Молодой человек рассмеялся:
– Вас не проведешь! В нашем роду мы, близнецы, не первые. Жили в свое время некие Эдуард и Родислав.
– То есть вы на самом деле Родислав?
– Нет, бабушка почему-то очень воспротивилась Родиславу, и вышел Родион, то есть я!
– А в просторечье вы, значит, Родик?
– Ну да! А вас-то как зовут?
– А меня простенько – Юля! – наконец назвала она себя.
– Ну... не так уж и простенько... Юлия! Юлия – это красиво!
Возможно, они еще долго говорили бы об именах, но музыка закончилась, и Родиону пришлось вывести девушку из круга танцующих. Следующий танец Юля была вынуждена пообещать его брату.
Эдик сразу взял быка за рога, то есть предложил встречаться.
– Вы мне очень понравились, – проникновенно закончил он, но Юля, сама не отдавая себе отчет, вдруг сказала:
– Представляете, я именно это уже пообещала Родику!
– Ого! Он для вас уже Родик! Наш пострел везде поспел!
Эдик старался говорить весело и непринужденно, но Юля чувствовала, как сильно он уязвлен.

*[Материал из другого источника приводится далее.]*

//! Price table parsing
//!
//! Reads a header row plus one row per period. The first column is the period
//! label and the remaining columns are per-asset prices. Malformed rows (wrong
//! field count) are skipped, and unparsable price cells become `0.0` so the
//! row keeps its position in the time series.

use crate::error::{DataError, Result};
use csv::{ReaderBuilder, Trim};
use ndarray::Array2;
use std::fs::File;
use std::io::Read;
use std::path::Path;
use tracing::debug;

/// Historical prices for a set of assets
#[derive(Debug, Clone, PartialEq)]
pub struct PriceTable {
    /// Asset names from the header, excluding the period column
    pub asset_names: Vec<String>,

    /// Period labels, one per retained row
    pub dates: Vec<String>,

    /// Prices (periods x assets)
    pub prices: Array2<f64>,

    /// Number of data rows dropped for having the wrong field count
    pub skipped_rows: usize,
}

impl PriceTable {
    /// Parse a price table from any reader
    ///
    /// # Errors
    /// * [`DataError::NoDataRows`] if there is no header or no data row
    /// * [`DataError::NoAssetColumns`] if the header has a single column
    /// * [`DataError::Csv`] on unreadable input
    pub fn from_reader<R: Read>(reader: R) -> Result<Self> {
        let mut rdr = ReaderBuilder::new()
            .has_headers(true)
            .flexible(true)
            .trim(Trim::All)
            .from_reader(reader);

        let headers = rdr.headers()?.clone();
        if headers.is_empty() {
            return Err(DataError::NoDataRows);
        }
        if headers.len() < 2 {
            return Err(DataError::NoAssetColumns);
        }

        let asset_names: Vec<String> = headers.iter().skip(1).map(str::to_string).collect();
        let n_assets = asset_names.len();

        let mut dates = Vec::new();
        let mut values = Vec::new();
        let mut n_records = 0;
        let mut skipped_rows = 0;

        for record in rdr.records() {
            let record = record?;
            n_records += 1;

            if record.len() != headers.len() {
                debug!(
                    line = record.position().map_or(0, csv::Position::line),
                    fields = record.len(),
                    expected = headers.len(),
                    "Skipping malformed price row"
                );
                skipped_rows += 1;
                continue;
            }

            dates.push(record[0].to_string());
            values.extend(record.iter().skip(1).map(parse_price));
        }

        if n_records == 0 {
            return Err(DataError::NoDataRows);
        }

        let prices = Array2::from_shape_vec((dates.len(), n_assets), values)
            .map_err(|_| DataError::NoDataRows)?;

        debug!(
            assets = n_assets,
            periods = dates.len(),
            skipped_rows,
            "Loaded price table"
        );

        Ok(Self {
            asset_names,
            dates,
            prices,
            skipped_rows,
        })
    }

    /// Parse a price table from a string
    ///
    /// # Errors
    /// See [`Self::from_reader`].
    pub fn from_csv_str(content: &str) -> Result<Self> {
        Self::from_reader(content.as_bytes())
    }

    /// Load a price table from a file
    ///
    /// # Errors
    /// Returns [`DataError::Io`] if the file cannot be opened, otherwise see
    /// [`Self::from_reader`].
    pub fn from_path(path: &Path) -> Result<Self> {
        let file = File::open(path)?;
        Self::from_reader(file)
    }

    /// Number of assets
    pub fn n_assets(&self) -> usize {
        self.asset_names.len()
    }

    /// Number of retained periods
    pub fn n_periods(&self) -> usize {
        self.prices.nrows()
    }

    /// Prices as row-major vectors, one per period
    pub fn to_rows(&self) -> Vec<Vec<f64>> {
        self.prices.rows().into_iter().map(|row| row.to_vec()).collect()
    }
}

/// Non-numeric and non-finite cells read as 0.0.
fn parse_price(field: &str) -> f64 {
    field
        .parse::<f64>()
        .ok()
        .filter(|price| price.is_finite())
        .unwrap_or(0.0)
}

#[cfg(test)]
mod tests {
    use super::*;
    use approx::assert_relative_eq;

    #[test]
    fn test_parse_basic_table() {
        let csv = "date,AAPL,MSFT\n2024-01-01,100.0,200.0\n2024-01-02,101.5,198.0\n";
        let table = PriceTable::from_csv_str(csv).unwrap();

        assert_eq!(table.asset_names, vec!["AAPL", "MSFT"]);
        assert_eq!(table.dates, vec!["2024-01-01", "2024-01-02"]);
        assert_eq!(table.n_assets(), 2);
        assert_eq!(table.n_periods(), 2);
        assert_relative_eq!(table.prices[[1, 0]], 101.5);
        assert_relative_eq!(table.prices[[1, 1]], 198.0);
    }

    #[test]
    fn test_whitespace_is_trimmed() {
        let csv = " date , A , B \n d1 , 1.0 , 2.0 \n";
        let table = PriceTable::from_csv_str(csv).unwrap();

        assert_eq!(table.asset_names, vec!["A", "B"]);
        assert_eq!(table.dates, vec!["d1"]);
        assert_eq!(table.prices[[0, 1]], 2.0);
    }

    #[test]
    fn test_unparsable_price_becomes_zero() {
        let csv = "date,A,B\nd1,1.0,n/a\nd2,,3.0\n";
        let table = PriceTable::from_csv_str(csv).unwrap();

        assert_eq!(table.prices[[0, 1]], 0.0);
        assert_eq!(table.prices[[1, 0]], 0.0);
        assert_eq!(table.prices[[1, 1]], 3.0);
    }

    #[test]
    fn test_to_rows() {
        let csv = "date,A,B\nd1,1,2\nd2,3,4\n";
        let table = PriceTable::from_csv_str(csv).unwrap();
        assert_eq!(table.to_rows(), vec![vec![1.0, 2.0], vec![3.0, 4.0]]);
    }

    #[test]
    fn test_empty_input() {
        assert!(matches!(
            PriceTable::from_csv_str(""),
            Err(DataError::NoDataRows)
        ));
    }

    #[test]
    fn test_header_only() {
        assert!(matches!(
            PriceTable::from_csv_str("date,A,B\n"),
            Err(DataError::NoDataRows)
        ));
    }

    #[test]
    fn test_no_asset_columns() {
        assert!(matches!(
            PriceTable::from_csv_str("date\nd1\n"),
            Err(DataError::NoAssetColumns)
        ));
    }
}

Потом они долго встречались втроем. Юле казалось, что Эдик надеется на то, что она в конце концов увидит, как он выгодно отличается от брата, и все же выберет его. На самом деле они почти ничем не отличались, если не считать все той же одежды. Эдик носил рубашки, футболки, джемпера и куртки ярких, сочных расцветок, а Родик, как и большинство парней, предпочитал темные тона, лишь иногда позволял себе однотонные светлые рубашки. Братья даже постричься по-разному не могли. Оба были густоволосы и кудрявы. Длинные волосы Эдику не нравились, потому что вились бы девичьими кольцами, а короткие у обоих братьев стояли совершенно одинаковыми темными ежиками.
Братья Кривицкие и характерами были похожи: оба спокойные, уравновешенные, веселые и легкие в общении. Юля, наверное, замучилась бы с выбором, если бы не попугайские рубашки Эдика. Традиционные мужские цвета, которые предпочитал Родик, были ей как-то ближе, и только поэтому она осталась с ним. Сделать окончательный выбор ее все-таки заставили сами братья. Однажды после концерта популярной рок-группы, на который они ходили втроем, Кривицкие довели Юлю до ее подъезда, Эдик сказал:
– Ну все, Юлька, хорош! Дальше так продолжаться не может! Хоть ты мне в первый же день нашего знакомства сказала, что выбрала Родьку, я все же на что-то надеялся... В общем, если ты сейчас опять выберешь его, я уйду, а он останется. Ну... или наоборот... Говори свое последнее слово!
Юля растерялась. Они нравились ей оба. Братья являли собой одного человека, будто выпущенного в двух экземплярах.
– Ну не молчи же, – попросил девушку Эдик. – Ты давно уже должна была решить. Ну!
И Юля подала руку Родику. Тот тут же с силой сжал ее пальцы. Эдик кивнул, будто именно к этому и был готов, резко развернулся и неторопливо пошел к остановке маршруток.
– Он очень огорчился... – убитым голосом проговорила Юля.
– Да, – согласился Родик, – но не могли же мы все время быть втроем...
Он за руку притянул к себе девушку, заглянул в глаза, сказал:
– Выходи за меня замуж.
– Вот так... сразу? – поразилась Юля.
Ей казалось, что она еще не успела как следует влюбиться. Они прекраснейшим образом проводили время втроем, как хорошие друзья, и она почему-то забыла о том, что на самой первой дискотеке говорил ей Эдик. Юле хорошо было с ними обоими, и она ничего другого не желала. А тут вдруг перед ней остался один из братьев, с которым надо было обниматься, целоваться, выходить замуж...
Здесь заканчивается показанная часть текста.